ADVERTISEMENT Nortel shares, which have soared 149 percent since touching a low of 65 Canadian cents on Oct. 10, were up 26 Canadian cents, or 18 percent, at C$1.67 on the Toronto Stock Exchange.

In New York, the shares were ahead 17 cents, or 19 percent, at $1.07.

Short selling occurs when investors borrow shares and sell them, hoping to buy them back at a lower price. When markets rise, short sellers must quickly buy back the shares before the price runs too high.

“Things can only keep going down forever if you think they are going bankrupt,” said John Wilson, an analyst with RBC Capital Markets.

“Now that people are realizing that Nortel is not going to go bankrupt, or that there is a very low risk of that happening, then they are willing to pay a much higher price for the stock.”

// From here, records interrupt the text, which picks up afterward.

#![allow(dead_code)]

use std::sync::{Arc, Mutex, Once};

use chrono::NaiveDate;
use color_eyre::eyre::eyre;
use color_eyre::Result;
use holiday_assistant::holidays::{Holiday, HolidayProvider};
use holiday_assistant::ollama::{ChatBackend, ChatResponse, StructuredResponse, ToolCallRequest, ToolCallingModel};
use holiday_assistant::tools::FunctionRegistry;
use holiday_assistant::ToolCallOrchestrator;
use once_cell::sync::Lazy;
use tracing_appender::rolling;
use tracing_subscriber::{fmt, prelude::*, EnvFilter};

static START: Once = Once::new();
static _GUARD: Lazy<Mutex<Option<tracing_appender::non_blocking::WorkerGuard>>> = Lazy::new(|| Mutex::new(None));

/// Initialize test environment: dotenv and tracing (stderr + file).
/// Idempotent: safe to call multiple times.
pub fn init() {
    START.call_once(|| {
        let _ = dotenvy::dotenv();
        let filter = EnvFilter::try_from_default_env()
            .or_else(|_| EnvFilter::try_new("debug"))
            .expect("env filter");

        let file_appender = rolling::daily("logs", "tests.log");
        let (file_nb, guard) = tracing_appender::non_blocking(file_appender);
        *_GUARD.lock().unwrap() = Some(guard);

        let stderr_layer = fmt::layer()
            .with_target(true)
            .with_thread_names(true)
            .with_test_writer();

        let file_layer = fmt::layer()
            .with_ansi(false)
            .with_target(true)
            .with_writer(file_nb);

        let _ = tracing_subscriber::registry()
            .with(filter)
            .with(stderr_layer)
            .with(file_layer)
            .try_init();

        tracing::info!(target: "test_init", "Test tracing initialized (stderr + rotating file)");
    });
}

/// Tool-bound model that always returns the same scripted reply and records prompts.
pub struct ScriptedModel {
    reply: Option<StructuredResponse>,
    fail: bool,
    pub prompts: Mutex<Vec<String>>,
}

impl ScriptedModel {
    pub fn replying(reply: StructuredResponse) -> Self {
        Self { reply: Some(reply), fail: false, prompts: Mutex::new(Vec::new()) }
    }

    pub fn silent() -> Self {
        Self { reply: None, fail: false, prompts: Mutex::new(Vec::new()) }
    }

    pub fn failing() -> Self {
        Self { reply: None, fail: true, prompts: Mutex::new(Vec::new()) }
    }

    pub fn calls(&self) -> usize {
        self.prompts.lock().unwrap().len()
    }
}

impl ToolCallingModel for ScriptedModel {
    fn invoke(&self, prompt: &str) -> Result<Option<StructuredResponse>> {
        self.prompts.lock().unwrap().push(prompt.to_string());
        if self.fail {
            return Err(eyre!("connection refused"));
        }
        Ok(self.reply.clone())
    }
}

/// Follow-up chat backend with a fixed reply; records every prompt it receives.
pub struct RecordingChat {
    reply: ChatResponse,
    pub prompts: Mutex<Vec<String>>,
}

impl RecordingChat {
    pub fn replying(text: &str) -> Self {
        Self::with_response(ChatResponse::text(text))
    }

    pub fn with_response(reply: ChatResponse) -> Self {
        Self { reply, prompts: Mutex::new(Vec::new()) }
    }

    pub fn calls(&self) -> usize {
        self.prompts.lock().unwrap().len()
    }

    pub fn last_prompt(&self) -> Option<String> {
        self.prompts.lock().unwrap().last().cloned()
    }
}

impl ChatBackend for RecordingChat {
    fn chat(&self, prompt: &str) -> Result<ChatResponse> {
        self.prompts.lock().unwrap().push(prompt.to_string());
        Ok(self.reply.clone())
    }
}

/// Holiday provider returning a fixed list and recording lookups.
pub struct FixedHolidays {
    items: Vec<Holiday>,
    pub lookups: Mutex<Vec<(String, i32, u32)>>,
}

impl FixedHolidays {
    pub fn new(items: Vec<Holiday>) -> Self {
        Self { items, lookups: Mutex::new(Vec::new()) }
    }

    pub fn christmas() -> Self {
        Self::new(vec![Holiday::national(NaiveDate::from_ymd_opt(2024, 12, 25).unwrap(), "Natal")])
    }

    pub fn lookups(&self) -> Vec<(String, i32, u32)> {
        self.lookups.lock().unwrap().clone()
    }
}

impl HolidayProvider for FixedHolidays {
    fn get_holidays(&self, state: &str, year: i32, month: u32) -> Result<Vec<Holiday>> {
        self.lookups.lock().unwrap().push((state.to_string(), year, month));
        Ok(self.items.clone())
    }
}

pub fn holiday_call(pairs: &[(&str, &str)]) -> ToolCallRequest {
    ToolCallRequest::new("get_holidays", pairs.iter().map(|(k, v)| (*k, *v)))
}

pub struct Harness {
    pub orchestrator: ToolCallOrchestrator,
    pub model: Arc<ScriptedModel>,
    pub chat: Arc<RecordingChat>,
    pub holidays: Arc<FixedHolidays>,
}

pub fn harness(model: ScriptedModel, chat: RecordingChat, holidays: FixedHolidays) -> Harness {
    let model = Arc::new(model);
    let chat = Arc::new(chat);
    let holidays = Arc::new(holidays);
    let orchestrator = ToolCallOrchestrator::new(
        model.clone(),
        chat.clone(),
        FunctionRegistry::new(holidays.clone()),
    );
    Harness { orchestrator, model, chat, holidays }
}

Last week Nortel, one of the world’s largest telecom equipment makers, posted a narrower third-quarter loss, in line with expectations, and said it was on track to return to profit.

Wilson, who has an “outperform” rating on Nortel shares with a $2 target price, also said that he does not expect spending in the tech industry to rebound next year.

“Next year we fully believe (capital expenditures) will be down again, spending will be down and Nortel’s revenues will be down, but as long as you don’t think they’re going bankrupt there is a price for everything.”

Benoit Chotard, an analyst with National Bank Financial, who feels Nortel’s stock was oversold recently, also does not see a spending recovery in the battered technology industry until 2004.

“The perception was too negative on Nortel,” said Benoit Chotard, an analyst with National Bank Financial. “Things are much better than what was anticipated in the context of a very tough environment.”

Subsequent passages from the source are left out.